Commentaires audio avec Paul P.
Écoutez l’artiste Paul P. aborder certaines œuvres choisies, et découvrez comment sa fascination pour le passé nourrit sa démarche.
Simeon Solomon
Bonjour. Ici Paul P.
Le titre latin de cette exposition est une inversion de Mors et Amor, une œuvre réalisée en 1865 par Simeon Solomon. Ce délicat dessin à l’encre représente un couple d’amoureux que des anges sont sur le point d’arracher irrémédiablement l’un à l’autre : l’ange stoïque de la Mort extirpe doucement la femme des bras de l’homme, tandis que la main de celui-ci agrippe celle de l’ange de l’Amour, qui paraît abattu.
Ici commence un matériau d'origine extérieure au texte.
//! HTTP route definitions

use axum::{
    extract::{
        rejection::{JsonRejection, QueryRejection},
        FromRequest, FromRequestParts, Path, State,
    },
    http::{header, HeaderValue, Method, StatusCode},
    response::{IntoResponse, Json},
    routing::{get, post},
    Router,
};
use chrono::{DateTime, Utc};
use serde::{Deserialize, Serialize};
use tower_http::{
    compression::CompressionLayer,
    cors::{Any, CorsLayer},
    timeout::TimeoutLayer,
    trace::TraceLayer,
};
use tracing::warn;

use crate::app::AppState;
use crate::game::GameError;
use crate::store::Team;
use crate::util::time::uptime_secs;
use crate::ws::handler::ws_handler;
use crate::ws::protocol::NearbyTeam;

/// Build the application router
pub fn build_router(state: AppState) -> Router {
    let team_routes = Router::new()
        .route("/", get(list_teams_handler))
        .route("/location", post(update_location_handler))
        .route("/nearby/:team_name", get(nearby_handler))
        .route("/kill", post(kill_handler));

    Router::new()
        .route("/", get(root_handler))
        .route("/health", get(health_handler))
        .route("/ws", get(ws_handler))
        .nest("/api/teams", team_routes)
        .layer(CompressionLayer::new())
        .layer(TraceLayer::new_for_http())
        .layer(TimeoutLayer::new(state.config.request_timeout))
        .layer(cors_layer(&state.config.client_origin))
        .with_state(state)
}

/// CORS configuration - `*` or comma-separated origins
fn cors_layer(client_origin: &str) -> CorsLayer {
    let cors = CorsLayer::new()
        .allow_methods([Method::GET, Method::POST, Method::OPTIONS])
        .allow_headers([header::CONTENT_TYPE]);

    if client_origin.trim() == "*" {
        return cors.allow_origin(Any);
    }

    let allowed_origins: Vec<HeaderValue> = client_origin
        .split(',')
        .filter_map(|s| s.trim().parse::<HeaderValue>().ok())
        .collect();
    cors.allow_origin(allowed_origins)
}

// ============================================================================
// Service endpoints
// ============================================================================

#[derive(Serialize)]
struct RootResponse {
    message: &'static str,
}

async fn root_handler() -> Json<RootResponse> {
    Json(RootResponse {
        message: "Proximity tag server is running",
    })
}

#[derive(Serialize)]
#[serde(rename_all = "camelCase")]
struct HealthResponse {
    status: &'static str,
    uptime_secs: u64,
    active_teams: Option<usize>,
    connections: usize,
    groups: usize,
}

async fn health_handler(State(state): State<AppState>) -> Json<HealthResponse> {
    let active_teams = match state.store.list_active().await {
        Ok(teams) => Some(teams.len()),
        Err(e) => {
            warn!(error = %e, "Health check could not reach team store");
            None
        }
    };

    Json(HealthResponse {
        status: if active_teams.is_some() { "ok" } else { "degraded" },
        uptime_secs: uptime_secs(),
        active_teams,
        connections: state.gateway.connection_count(),
        groups: state.gateway.group_count(),
    })
}

// ============================================================================
// Team endpoints
// ============================================================================

#[derive(Deserialize)]
#[serde(rename_all = "camelCase")]
struct UpdateLocationRequest {
    team_name: Option<String>,
    latitude: Option<f64>,
    longitude: Option<f64>,
}

async fn update_location_handler(
    State(state): State<AppState>,
    ApiJson(req): ApiJson<UpdateLocationRequest>,
) -> Result<Json<Team>, AppError> {
    let team = state
        .teams
        .report_location(req.team_name.as_deref(), req.latitude, req.longitude)
        .await?;
    Ok(Json(team))
}

#[derive(Deserialize)]
#[serde(rename_all = "camelCase")]
struct NearbyQuery {
    max_distance: Option<f64>,
}

async fn nearby_handler(
    State(state): State<AppState>,
    Path(team_name): Path<String>,
    ApiQuery(query): ApiQuery<NearbyQuery>,
) -> Result<Json<Vec<NearbyTeam>>, AppError> {
    let nearby = state.teams.nearby(&team_name, query.max_distance).await?;
    Ok(Json(nearby))
}

#[derive(Deserialize)]
#[serde(rename_all = "camelCase")]
struct KillRequest {
    team_name: Option<String>,
    target_team_name: Option<String>,
}

#[derive(Serialize)]
#[serde(rename_all = "camelCase")]
struct KillResponse {
    message: &'static str,
    killer_team: String,
    killed_team: String,
    distance: f64,
    timestamp: DateTime<Utc>,
}

async fn kill_handler(
    State(state): State<AppState>,
    ApiJson(req): ApiJson<KillRequest>,
) -> Result<Json<KillResponse>, AppError> {
    let record = state
        .teams
        .eliminate(req.team_name.as_deref(), req.target_team_name.as_deref())
        .await?;

    Ok(Json(KillResponse {
        message: "Team killed successfully",
        killer_team: record.killer,
        killed_team: record.target,
        distance: record.distance,
        timestamp: record.timestamp,
    }))
}

async fn list_teams_handler(State(state): State<AppState>) -> Result<Json<Vec<Team>>, AppError> {
    Ok(Json(state.teams.active_teams().await?))
}

// ============================================================================
// Extractors
// ============================================================================

/// JSON body whose rejections surface as validation errors
#[derive(FromRequest)]
#[from_request(via(axum::Json), rejection(AppError))]
struct ApiJson<T>(T);

/// Query string whose rejections surface as validation errors
#[derive(FromRequestParts)]
#[from_request(via(axum::extract::Query), rejection(AppError))]
struct ApiQuery<T>(T);

// ============================================================================
// Error handling
// ============================================================================

/// HTTP-facing wrapper that maps team errors onto status codes
#[derive(Debug, thiserror::Error)]
#[error(transparent)]
pub struct AppError(#[from] GameError);

impl AppError {
    fn status(&self) -> StatusCode {
        match &self.0 {
            GameError::Validation(_) | GameError::TooFar { .. } => StatusCode::BAD_REQUEST,
            GameError::NotFound(_) => StatusCode::NOT_FOUND,
            GameError::AlreadyEliminated(_) => StatusCode::CONFLICT,
            GameError::StoreUnavailable(_) => StatusCode::SERVICE_UNAVAILABLE,
            GameError::Internal(_) => StatusCode::INTERNAL_SERVER_ERROR,
        }
    }
}

impl From<JsonRejection> for AppError {
    fn from(rejection: JsonRejection) -> Self {
        Self(GameError::validation(rejection.body_text()))
    }
}

impl From<QueryRejection> for AppError {
    fn from(rejection: QueryRejection) -> Self {
        Self(GameError::validation(rejection.body_text()))
    }
}

impl IntoResponse for AppError {
    fn into_response(self) -> axum::response::Response {
        let status = self.status();
        if status.is_server_error() {
            warn!(error = %self.0, "Request failed");
        }

        let mut body = serde_json::json!({
            "error": self.0.to_string(),
            "code": self.0.code(),
        });
        if let Some(distance) = self.0.distance() {
            body["distance"] = serde_json::json!(distance);
        }

        (status, Json(body)).into_response()
    }
}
Comme bien des œuvres de l’époque réalisées par des artistes homosexuels, ce dessin est ouvert à l’interprétation : chacune de ses composantes, y compris le couple manifestement hétérosexuel, pourrait receler un sens caché. La porte à travers laquelle l’ange de la Mort fait passer la femme peut être vue comme un symbole, non seulement de la séparation inhérente à la mort, mais bien du retranchement des homosexuels vis-à-vis de la vie normative, ici incarnée par l’homme. Dans Londres qu’a connue Solomon, les personnes queers étaient des êtres divisés, réduits aux territoires de l’ombre et à la nécessité de créer des mondes fantastiques pour pouvoir aimer les individus qu’ils étaient appelés à aimer tout en préservant leur dignité. La porte s’ouvre sur un soleil radieux par-dessus un boisé, un paysage évoquant le vide et suggérant que ce territoire extérieur n’est ni le paradis ni l’enfer : à mon sens, il s’agit d’un simulacre déviant de la vie dite « normale », un lieu d’isolement et de transformation, mais aussi de plaisir.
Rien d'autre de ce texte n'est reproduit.